Green fluorescent protein as marker in chondrocytes overexpressing human insulin-like growth factor-1 for repair of articular cartilage defects in rabbits

Objective:To label the primary articular chondrocytes overexpressing human insulin-like growth factor (hIGF-1) with green fluorescent protein (GFP) for repair of articular cartilage defects in rabbits. Methods: GFP cDNA was inserted into pcDNA3. 1-hIGF-1 to label the expression vector. The recombinant vector, pcGI, a mammalian expression vector with multiple cloning sites under two respective cytomegalovirus promoters/enhancers, was transfected into the primary articular chondrocytes with the help of lipofectamine. After the positive cell clones were selected by G418, G418-resistant chondrocytes were cultured in medium for 4 weeks.
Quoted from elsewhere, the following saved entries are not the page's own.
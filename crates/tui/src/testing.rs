//! Fakes shared by the view and controller tests.

use std::sync::{Arc, Mutex};

use async_trait::async_trait;
use crossterm::event::{KeyCode, KeyEvent, KeyModifiers};
use dbrowse_core::chat::{ChatAssistant, ChatMessage};
use dbrowse_core::config::{ConnectionProfile, FileConfigStore};
use dbrowse_core::data_access::{
    ColumnDescriptor, Connector, DataAccess, DataAccessError, QueryResult, TableDescriptor,
};
use dbrowse_core::filter::RowFilter;
use dbrowse_core::history::FileHistoryStore;
use tempfile::TempDir;

use crate::context::AppContext;

#[derive(Debug, Default)]
pub struct FakeData {
    pub queries: Mutex<Vec<String>>,
    pub pages: Mutex<Vec<(String, RowFilter, u32, u64)>>,
}

impl FakeData {
    pub fn shop() -> Arc<Self> {
        Arc::new(Self::default())
    }
}

#[async_trait]
impl DataAccess for FakeData {
    fn database_name(&self) -> String {
        "shop".to_string()
    }

    async fn get_schemas(&self) -> Result<Vec<String>, DataAccessError> {
        Ok(vec!["information_schema".to_string(), "shop".to_string()])
    }

    async fn get_storage_units(
        &self,
        schema: &str,
    ) -> Result<Vec<TableDescriptor>, DataAccessError> {
        match schema {
            "shop" => Ok(vec![
                TableDescriptor::table("orders"),
                TableDescriptor::table("users"),
            ]),
            _ => Ok(Vec::new()),
        }
    }

    async fn get_columns(
        &self,
        _schema: &str,
        table: &str,
    ) -> Result<Vec<ColumnDescriptor>, DataAccessError> {
        match table {
            "users" => Ok(vec![
                ColumnDescriptor::new("id", "int"),
                ColumnDescriptor::new("email", "varchar"),
            ]),
            "orders" => Ok(vec![
                ColumnDescriptor::new("id", "int"),
                ColumnDescriptor::new("user_id", "int"),
                ColumnDescriptor::new("total", "decimal"),
            ]),
            _ => Ok(Vec::new()),
        }
    }

    async fn execute_query(&self, sql: &str) -> Result<QueryResult, DataAccessError> {
        if let Ok(mut queries) = self.queries.lock() {
            queries.push(sql.to_string());
        }
        if sql.contains("broken") {
            return Err(DataAccessError::backend("syntax error near 'broken'"));
        }
        Ok(users_result())
    }

    async fn get_rows(
        &self,
        _schema: &str,
        table: &str,
        filter: &RowFilter,
        limit: u32,
        offset: u64,
    ) -> Result<QueryResult, DataAccessError> {
        if let Ok(mut pages) = self.pages.lock() {
            pages.push((table.to_string(), filter.clone(), limit, offset));
        }
        Ok(users_result())
    }
}

pub fn users_result() -> QueryResult {
    QueryResult::new(
        vec!["id".to_string(), "email".to_string()],
        vec![
            vec!["1".to_string(), "a@example.com".to_string()],
            vec!["2".to_string(), "b@example.com".to_string()],
        ],
    )
}

#[derive(Debug)]
pub struct FakeConnector;

#[async_trait]
impl Connector for FakeConnector {
    async fn connect(
        &self,
        profile: &ConnectionProfile,
    ) -> Result<Arc<dyn DataAccess>, DataAccessError> {
        if profile.name == "broken" {
            return Err(DataAccessError::backend("access denied"));
        }
        Ok(FakeData::shop())
    }
}

#[derive(Debug)]
pub struct FakeAssistant;

#[async_trait]
impl ChatAssistant for FakeAssistant {
    async fn list_models(&self) -> Result<Vec<String>, DataAccessError> {
        Ok(vec!["llama3".to_string(), "sqlcoder".to_string()])
    }

    async fn send(
        &self,
        model: &str,
        conversation: &[ChatMessage],
    ) -> Result<String, DataAccessError> {
        Ok(format!(
            "{model} read {} messages.\n```sql\nSELECT id FROM users;\n```",
            conversation.len()
        ))
    }
}

/// Disconnected context over a temp config dir.
pub fn context() -> (AppContext, TempDir) {
    let dir = TempDir::new().expect("failed to create temp dir");
    let config = FileConfigStore::with_defaults(dir.path().join("config.toml"));
    let ctx = AppContext::new(
        config,
        FileHistoryStore::in_memory(100),
        Arc::new(FakeConnector),
        Some(Arc::new(FakeAssistant)),
    );
    (ctx, dir)
}

/// Context with an open session on [`FakeData::shop`], schema `shop`.
pub fn connected() -> (AppContext, TempDir, Arc<FakeData>) {
    let (mut ctx, dir) = context();
    let data = FakeData::shop();
    let mut profile = ConnectionProfile::sqlite("local", "shop.db");
    profile.schema = Some("shop".to_string());
    ctx.open_session(profile, data.clone());
    (ctx, dir, data)
}

pub fn key(code: KeyCode) -> KeyEvent {
    KeyEvent::new(code, KeyModifiers::NONE)
}

pub fn ctrl(c: char) -> KeyEvent {
    KeyEvent::new(KeyCode::Char(c), KeyModifiers::CONTROL)
}

pub fn chr(c: char) -> KeyEvent {
    key(KeyCode::Char(c))
}
#[cfg(test)]
mod tests {
    use std::time::Duration;

    use crossterm::event::{KeyCode, KeyEvent, KeyModifiers};
    use dbrowse_core::catalog::MetadataEntry;
    use dbrowse_core::operation::Outcome;
    use dbrowse_core::retry::TimeoutPreferences;

    use super::EditorView;
    use crate::context::AppContext;
    use crate::event::Completion;
    use crate::navigation::ViewMode;
    use crate::screen::{Effect, Handoff, Screen};
    use crate::testing::{chr, connected, ctrl, key, users_result};

    fn type_text(view: &mut EditorView, ctx: &mut AppContext, text: &str) -> Vec<crate::task::Task> {
        text.chars()
            .flat_map(|c| view.handle_key(chr(c), ctx).tasks)
            .collect()
    }

    /// Runs every task and feeds the completions back until none are left.
    async fn drain(view: &mut EditorView, ctx: &mut AppContext, tasks: Vec<crate::task::Task>) {
        let mut pending = tasks;
        while let Some(task) = pending.pop() {
            let completion = task.run().await;
            pending.extend(view.handle_completion(completion, ctx).tasks);
        }
    }

    #[tokio::test(start_paused = true)]
    async fn only_the_latest_keystroke_refreshes_suggestions() {
        let (mut ctx, _dir, _data) = connected();
        let mut view = EditorView::new();
        let tasks = type_text(&mut view, &mut ctx, "SEL");
        assert_eq!(tasks.len(), 3);

        let mut completions = Vec::new();
        for task in tasks {
            completions.push(task.run().await);
        }
        let stale = completions.remove(0);
        let _ = view.handle_completion(stale, &mut ctx);
        assert!(!view.autocomplete.is_visible());

        let latest = completions.pop().expect("latest ticket");
        let _ = view.handle_completion(latest, &mut ctx);
        assert!(view.autocomplete.is_visible());
        assert_eq!(
            view.autocomplete.selected().map(|s| s.label.as_str()),
            Some("SELECT")
        );
    }

    #[tokio::test]
    async fn missing_columns_load_in_the_background_then_show() {
        let (mut ctx, _dir, _data) = connected();
        ctx.catalog.store(MetadataEntry::Tables {
            schema: "shop".to_string(),
            tables: vec!["users".to_string(), "orders".to_string()],
        });
        let mut view = EditorView::new();
        let _ = view.accept(
            Handoff::EditorText("SELECT * FROM users u WHERE u.em".to_string()),
            &mut ctx,
        );

        let reaction = view.handle_key(ctrl(' '), &mut ctx);
        assert_eq!(reaction.tasks.len(), 1);
        assert!(!view.autocomplete.is_visible());
        drain(&mut view, &mut ctx, reaction.tasks).await;

        let labels = view
            .autocomplete
            .suggestions()
            .iter()
            .map(|suggestion| suggestion.label.as_str())
            .collect::<Vec<_>>();
        assert_eq!(labels, ["u.email", "email"]);

        // Cached now, so a second trigger has nothing to load.
        let again = view.handle_key(ctrl(' '), &mut ctx);
        assert!(again.tasks.is_empty());
    }

    #[tokio::test(start_paused = true)]
    async fn accepting_replaces_the_token_and_stales_tickets() {
        let (mut ctx, _dir, _data) = connected();
        ctx.catalog.store(MetadataEntry::Tables {
            schema: "shop".to_string(),
            tables: vec!["users".to_string(), "orders".to_string()],
        });
        let mut view = EditorView::new();
        let tasks = type_text(&mut view, &mut ctx, "SELECT * FROM us");
        let pending = tasks.into_iter().last().expect("ticket");
        let fired = pending.run().await;
        let _ = view.handle_completion(fired.clone(), &mut ctx);
        assert!(view.autocomplete.is_visible());

        let _ = view.handle_key(key(KeyCode::Enter), &mut ctx);
        assert_eq!(view.buffer.text(), "SELECT * FROM users");
        assert_eq!(view.buffer.cursor(), view.buffer.text().len());

        let _ = view.handle_completion(fired, &mut ctx);
        assert!(!view.autocomplete.is_visible());
    }

    #[tokio::test]
    async fn successful_query_records_history_and_pushes_results() {
        let (mut ctx, _dir, data) = connected();
        let mut view = EditorView::new();
        let _ = view.accept(Handoff::EditorText("SELECT * FROM users".to_string()), &mut ctx);

        let mut reaction = view.handle_key(KeyEvent::new(KeyCode::F(5), KeyModifiers::NONE), &mut ctx);
        assert!(view.slot.is_busy());
        let completion = reaction.tasks.remove(0).run().await;
        let reaction = view.handle_completion(completion, &mut ctx);

        assert_eq!(
            reaction.effects,
            [
                Effect::Handoff(
                    ViewMode::Results,
                    Handoff::QueryResult {
                        sql: "SELECT * FROM users".to_string(),
                        result: users_result(),
                    }
                ),
                Effect::Push(ViewMode::Results),
                Effect::Status("Query executed (2 rows)".to_string()),
            ]
        );
        let entry = &ctx.history.entries()[0];
        assert!(entry.success);
        assert_eq!(entry.database, "shop");
        assert_eq!(data.queries.lock().map(|q| q.len()).unwrap_or(0), 1);
    }

    #[tokio::test]
    async fn failed_query_is_recorded_and_shown() {
        let (mut ctx, _dir, _data) = connected();
        let mut view = EditorView::new();
        let _ = view.accept(Handoff::EditorText("SELECT broken".to_string()), &mut ctx);

        let mut reaction = view.handle_key(KeyEvent::new(KeyCode::Enter, KeyModifiers::ALT), &mut ctx);
        let completion = reaction.tasks.remove(0).run().await;
        let reaction = view.handle_completion(completion, &mut ctx);

        assert!(reaction.effects.is_empty());
        assert!(!ctx.history.entries()[0].success);
        assert!(view.slot.error().is_some_and(|error| error.contains("syntax")));
    }

    #[test]
    fn escape_cancels_then_hides_then_pops() {
        let (mut ctx, _dir, _data) = connected();
        let mut view = EditorView::new();
        let _ = view.accept(Handoff::EditorText("SELECT 1".to_string()), &mut ctx);
        let _ = view.handle_key(KeyEvent::new(KeyCode::F(5), KeyModifiers::NONE), &mut ctx);

        let _ = view.handle_key(key(KeyCode::Esc), &mut ctx);
        assert!(view.slot.is_busy());
        let reaction = view.handle_completion(
            Completion::QueryExecuted {
                sql: "SELECT 1".to_string(),
                outcome: Outcome::Cancelled,
            },
            &mut ctx,
        );
        assert!(reaction.effects.is_empty());
        assert!(view.slot.error().is_none());

        let reaction = view.handle_key(key(KeyCode::Esc), &mut ctx);
        assert_eq!(
            reaction.effects,
            [Effect::Pop {
                fallback: ViewMode::Browser
            }]
        );
    }

    #[test]
    fn timed_out_query_retries_once_with_the_saved_timeout() {
        let (mut ctx, _dir, _data) = connected();
        ctx.config.set_preferred_timeout(Duration::from_secs(120));
        let mut view = EditorView::new();
        let _ = view.accept(Handoff::EditorText("SELECT 1".to_string()), &mut ctx);

        let reaction = view.handle_key(KeyEvent::new(KeyCode::F(5), KeyModifiers::NONE), &mut ctx);
        assert_eq!(reaction.tasks.len(), 1);
        assert_eq!(view.slot.timeout(), Some(Duration::from_secs(30)));

        let reaction = view.handle_completion(
            Completion::QueryExecuted {
                sql: "SELECT 1".to_string(),
                outcome: Outcome::TimedOut,
            },
            &mut ctx,
        );
        assert_eq!(reaction.tasks.len(), 1);
        assert_eq!(view.slot.timeout(), Some(Duration::from_secs(120)));
        assert!(!view.slot.prompt().is_active());
    }

    #[test]
    fn ctrl_l_clears_the_buffer() {
        let (mut ctx, _dir, _data) = connected();
        let mut view = EditorView::new();
        let _ = view.accept(Handoff::EditorText("SELECT 1".to_string()), &mut ctx);
        let _ = view.handle_key(ctrl('l'), &mut ctx);
        assert!(view.buffer.is_empty());
    }
}
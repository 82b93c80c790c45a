use std::fmt;
use std::sync::Arc;

use async_trait::async_trait;
use thiserror::Error;

use crate::config::ConnectionProfile;
use crate::filter::RowFilter;

#[derive(Debug, Clone, PartialEq, Eq, Error)]
pub enum DataAccessError {
    #[error("deadline exceeded")]
    DeadlineExceeded,
    #[error("operation cancelled")]
    Cancelled,
    #[error("not connected")]
    NotConnected,
    #[error("{0}")]
    Backend(String),
}

impl DataAccessError {
    #[must_use]
    pub fn backend(message: impl Into<String>) -> Self {
        Self::Backend(message.into())
    }
}

#[derive(Debug, Clone, PartialEq, Eq)]
pub struct TableDescriptor {
    pub name: String,
    pub kind: String,
}

impl TableDescriptor {
    #[must_use]
    pub fn table(name: impl Into<String>) -> Self {
        Self {
            name: name.into(),
            kind: "TABLE".to_string(),
        }
    }
}

#[derive(Debug, Clone, PartialEq, Eq)]
pub struct ColumnDescriptor {
    pub name: String,
    pub data_type: String,
    pub nullable: bool,
}

impl ColumnDescriptor {
    #[must_use]
    pub fn new(name: impl Into<String>, data_type: impl Into<String>) -> Self {
        Self {
            name: name.into(),
            data_type: data_type.into(),
            nullable: true,
        }
    }
}

/// Tabular result of a query or a page of table rows. Values are rendered
/// to strings by the adapter; `NULL` is kept as the literal `NULL`.
#[derive(Debug, Clone, PartialEq, Eq, Default)]
pub struct QueryResult {
    pub columns: Vec<String>,
    pub rows: Vec<Vec<String>>,
    pub affected_rows: Option<u64>,
}

impl QueryResult {
    #[must_use]
    pub fn new(columns: Vec<String>, rows: Vec<Vec<String>>) -> Self {
        Self {
            columns,
            rows,
            affected_rows: None,
        }
    }

    #[must_use]
    pub fn row_count(&self) -> usize {
        self.rows.len()
    }
}

/// Driver-side access to one connected database.
///
/// Implementations serialize their own internal access (pooling, locking).
/// Cancellation and deadlines are enforced by dropping the returned future
/// at an await point, see [`crate::operation::guarded`].
#[async_trait]
pub trait DataAccess: Send + Sync + fmt::Debug {
    /// Name of the connected database, recorded alongside history entries.
    fn database_name(&self) -> String;

    async fn get_schemas(&self) -> Result<Vec<String>, DataAccessError>;

    async fn get_storage_units(&self, schema: &str)
        -> Result<Vec<TableDescriptor>, DataAccessError>;

    async fn get_columns(
        &self,
        schema: &str,
        table: &str,
    ) -> Result<Vec<ColumnDescriptor>, DataAccessError>;

    async fn execute_query(&self, sql: &str) -> Result<QueryResult, DataAccessError>;

    async fn get_rows(
        &self,
        schema: &str,
        table: &str,
        filter: &RowFilter,
        limit: u32,
        offset: u64,
    ) -> Result<QueryResult, DataAccessError>;
}

/// Opens a [`DataAccess`] for a saved profile.
#[async_trait]
pub trait Connector: Send + Sync + fmt::Debug {
    async fn connect(
        &self,
        profile: &ConnectionProfile,
    ) -> Result<Arc<dyn DataAccess>, DataAccessError>;
}

const SYSTEM_SCHEMAS: [&str; 6] = [
    "information_schema",
    "pg_catalog",
    "pg_toast",
    "mysql",
    "sys",
    "performance_schema",
];

#[must_use]
pub fn is_system_schema(schema: &str) -> bool {
    let lowered = schema.to_ascii_lowercase();
    SYSTEM_SCHEMAS.contains(&lowered.as_str())
        || lowered.starts_with("pg_temp_")
        || lowered.starts_with("pg_toast_temp_")
}

/// Picks the schema to show first: `public` if present, else the first
/// non-system schema, else whatever comes first.
#[must_use]
pub fn select_best_schema(schemas: &[String]) -> Option<String> {
    let user_schemas = schemas
        .iter()
        .filter(|schema| !is_system_schema(schema))
        .collect::<Vec<_>>();

    if let Some(public) = user_schemas
        .iter()
        .find(|schema| schema.eq_ignore_ascii_case("public"))
    {
        return Some((*public).clone());
    }

    user_schemas
        .first()
        .map(|schema| (*schema).clone())
        .or_else(|| schemas.first().cloned())
}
The stable expression of hIGF-1 in the articular chondrocytes was determined by in situ hybridization and immunocytochemical analysis and the GFP was confirmed under a fluorescence microscope. Methyl thiazolyl tetrazolium ( MTT) and flow cytometer methods were employed to determine the effect of transfection on proliferation of chondrocytes. Gray value was used to analyze quantitatively the expression of type II collagen. Results: The expression of hIGF-1 and GFP was confirmed in transfected chondrocytes by in situ hybridization, immunocytochemical analysis and fluorescence microscope observation. Green articular chondrocytes overexpressing hIGF-1 could expand and maintain their chondrogenic phenotypes for more than 4 weeks. After the transfection of IGF-1, the proliferation of chondrocytes was enhanced and the chondrocytes could effectively maintain the expression of typeⅡcollagen. Conclusions: The hIGF-1 eukaryotic expression vector containing GFP marker gene has been successfully constructed. GFP, which can be visualized in real time and in situ, is stably expressed in articular chondrocytes overexpressing hIGF-1. The labeled articular chondrocytes overexpressing hIGF-1 can be applied in cell-mediated gene therapy as well as for other biomedical purposes of transgenic chondrocytes.